**EXERCISE DESCRIPTION**
Copy verbatim the block of lines in the entries below whose first line contains "known.unwrap_or(MemoryEntry::Unknown(record))" and whose last line contains "type InputLines = Lines<BufReader<Stdin>>;". Leave out all other lines.

Saved entries
++++++++
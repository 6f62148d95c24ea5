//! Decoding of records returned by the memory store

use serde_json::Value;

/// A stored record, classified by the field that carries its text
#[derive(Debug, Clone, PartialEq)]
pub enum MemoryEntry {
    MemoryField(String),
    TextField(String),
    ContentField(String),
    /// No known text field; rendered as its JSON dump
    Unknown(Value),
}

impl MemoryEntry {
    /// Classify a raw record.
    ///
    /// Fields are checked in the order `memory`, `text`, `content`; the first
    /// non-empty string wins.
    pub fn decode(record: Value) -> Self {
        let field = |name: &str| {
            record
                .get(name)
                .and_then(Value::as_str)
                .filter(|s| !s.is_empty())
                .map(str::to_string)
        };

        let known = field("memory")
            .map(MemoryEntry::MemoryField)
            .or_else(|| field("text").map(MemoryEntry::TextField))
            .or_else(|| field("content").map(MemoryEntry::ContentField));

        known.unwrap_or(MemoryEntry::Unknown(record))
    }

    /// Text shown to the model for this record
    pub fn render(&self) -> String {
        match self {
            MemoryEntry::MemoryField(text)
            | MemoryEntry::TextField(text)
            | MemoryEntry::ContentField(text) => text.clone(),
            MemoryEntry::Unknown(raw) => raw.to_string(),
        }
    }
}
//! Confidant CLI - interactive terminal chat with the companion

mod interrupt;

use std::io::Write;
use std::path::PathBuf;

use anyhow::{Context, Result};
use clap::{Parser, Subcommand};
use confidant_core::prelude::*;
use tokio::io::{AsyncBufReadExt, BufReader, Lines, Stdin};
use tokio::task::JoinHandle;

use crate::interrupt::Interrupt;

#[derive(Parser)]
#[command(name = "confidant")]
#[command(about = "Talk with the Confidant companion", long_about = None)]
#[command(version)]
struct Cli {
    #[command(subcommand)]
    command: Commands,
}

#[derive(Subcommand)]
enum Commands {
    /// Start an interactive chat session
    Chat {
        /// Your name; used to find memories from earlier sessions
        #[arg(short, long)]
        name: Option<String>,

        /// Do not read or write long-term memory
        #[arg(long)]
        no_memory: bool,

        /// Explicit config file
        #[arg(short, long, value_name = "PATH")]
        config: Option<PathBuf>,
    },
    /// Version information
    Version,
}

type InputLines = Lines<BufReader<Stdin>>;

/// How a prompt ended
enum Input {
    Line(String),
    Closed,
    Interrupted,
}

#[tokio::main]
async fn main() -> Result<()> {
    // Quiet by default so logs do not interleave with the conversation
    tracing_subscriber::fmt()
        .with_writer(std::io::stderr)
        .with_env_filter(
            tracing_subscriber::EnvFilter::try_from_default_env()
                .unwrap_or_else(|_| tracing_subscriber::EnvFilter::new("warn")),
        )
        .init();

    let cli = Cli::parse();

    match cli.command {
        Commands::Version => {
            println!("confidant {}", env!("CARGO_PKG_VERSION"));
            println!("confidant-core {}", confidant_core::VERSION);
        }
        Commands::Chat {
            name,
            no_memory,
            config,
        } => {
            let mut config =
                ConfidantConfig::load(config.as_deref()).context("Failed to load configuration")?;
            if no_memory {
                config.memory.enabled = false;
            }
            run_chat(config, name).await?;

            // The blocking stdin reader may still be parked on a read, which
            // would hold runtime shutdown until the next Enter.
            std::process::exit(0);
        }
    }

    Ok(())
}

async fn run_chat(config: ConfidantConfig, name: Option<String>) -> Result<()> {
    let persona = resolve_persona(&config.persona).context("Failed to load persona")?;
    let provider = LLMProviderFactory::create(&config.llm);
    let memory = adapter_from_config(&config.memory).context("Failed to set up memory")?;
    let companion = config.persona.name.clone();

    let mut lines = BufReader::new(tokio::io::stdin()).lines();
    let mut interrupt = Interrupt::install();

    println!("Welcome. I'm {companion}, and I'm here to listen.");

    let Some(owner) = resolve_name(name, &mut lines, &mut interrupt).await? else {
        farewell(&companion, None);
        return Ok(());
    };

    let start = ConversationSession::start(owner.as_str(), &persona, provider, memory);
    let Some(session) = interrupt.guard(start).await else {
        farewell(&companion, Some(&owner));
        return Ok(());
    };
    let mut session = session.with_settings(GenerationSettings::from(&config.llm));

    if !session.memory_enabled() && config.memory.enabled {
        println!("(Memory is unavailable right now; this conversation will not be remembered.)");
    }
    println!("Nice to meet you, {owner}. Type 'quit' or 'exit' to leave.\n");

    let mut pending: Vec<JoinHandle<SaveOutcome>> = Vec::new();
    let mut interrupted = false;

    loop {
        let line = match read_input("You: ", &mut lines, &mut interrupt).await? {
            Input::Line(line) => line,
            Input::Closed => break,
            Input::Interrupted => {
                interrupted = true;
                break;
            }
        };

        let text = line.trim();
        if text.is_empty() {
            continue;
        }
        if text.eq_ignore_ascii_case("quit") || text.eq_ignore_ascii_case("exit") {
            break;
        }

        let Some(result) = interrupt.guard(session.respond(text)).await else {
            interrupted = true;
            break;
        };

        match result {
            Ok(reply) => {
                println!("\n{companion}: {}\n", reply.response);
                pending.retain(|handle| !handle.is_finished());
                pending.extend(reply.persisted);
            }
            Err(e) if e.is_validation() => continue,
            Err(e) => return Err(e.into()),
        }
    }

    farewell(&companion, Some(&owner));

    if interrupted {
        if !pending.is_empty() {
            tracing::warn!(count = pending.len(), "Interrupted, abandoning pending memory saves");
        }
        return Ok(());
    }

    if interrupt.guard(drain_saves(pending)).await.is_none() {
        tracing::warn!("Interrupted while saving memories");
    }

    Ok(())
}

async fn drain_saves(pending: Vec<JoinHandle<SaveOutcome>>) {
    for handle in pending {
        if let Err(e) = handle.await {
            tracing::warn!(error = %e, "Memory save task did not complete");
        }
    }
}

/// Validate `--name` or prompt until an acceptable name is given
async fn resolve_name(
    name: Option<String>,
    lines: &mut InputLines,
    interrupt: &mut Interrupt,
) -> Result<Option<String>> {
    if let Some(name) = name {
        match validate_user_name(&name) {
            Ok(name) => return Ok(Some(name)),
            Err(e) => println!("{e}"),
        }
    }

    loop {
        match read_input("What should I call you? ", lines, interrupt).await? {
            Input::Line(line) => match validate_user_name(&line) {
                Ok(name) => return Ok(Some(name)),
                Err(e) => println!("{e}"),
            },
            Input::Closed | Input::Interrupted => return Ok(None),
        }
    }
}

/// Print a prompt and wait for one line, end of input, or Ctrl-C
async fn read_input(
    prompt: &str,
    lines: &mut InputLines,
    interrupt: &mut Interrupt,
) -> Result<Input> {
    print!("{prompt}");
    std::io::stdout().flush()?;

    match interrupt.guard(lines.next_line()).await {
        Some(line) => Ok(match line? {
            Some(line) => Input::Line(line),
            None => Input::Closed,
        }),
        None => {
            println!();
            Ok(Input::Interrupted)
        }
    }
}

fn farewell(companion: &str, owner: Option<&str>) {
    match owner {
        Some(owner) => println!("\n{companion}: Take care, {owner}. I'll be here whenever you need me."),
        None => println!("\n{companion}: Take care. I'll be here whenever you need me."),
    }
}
++++++++
**OUTPUT OF THE EXERCISE**
        known.unwrap_or(MemoryEntry::Unknown(record))
    }

    /// Text shown to the model for this record
    pub fn render(&self) -> String {
        match self {
            MemoryEntry::MemoryField(text)
            | MemoryEntry::TextField(text)
            | MemoryEntry::ContentField(text) => text.clone(),
            MemoryEntry::Unknown(raw) => raw.to_string(),
        }
    }
}
//! Confidant CLI - interactive terminal chat with the companion

mod interrupt;

use std::io::Write;
use std::path::PathBuf;

use anyhow::{Context, Result};
use clap::{Parser, Subcommand};
use confidant_core::prelude::*;
use tokio::io::{AsyncBufReadExt, BufReader, Lines, Stdin};
use tokio::task::JoinHandle;

use crate::interrupt::Interrupt;

#[derive(Parser)]
#[command(name = "confidant")]
#[command(about = "Talk with the Confidant companion", long_about = None)]
#[command(version)]
struct Cli {
    #[command(subcommand)]
    command: Commands,
}

#[derive(Subcommand)]
enum Commands {
    /// Start an interactive chat session
    Chat {
        /// Your name; used to find memories from earlier sessions
        #[arg(short, long)]
        name: Option<String>,

        /// Do not read or write long-term memory
        #[arg(long)]
        no_memory: bool,

        /// Explicit config file
        #[arg(short, long, value_name = "PATH")]
        config: Option<PathBuf>,
    },
    /// Version information
    Version,
}

type InputLines = Lines<BufReader<Stdin>>;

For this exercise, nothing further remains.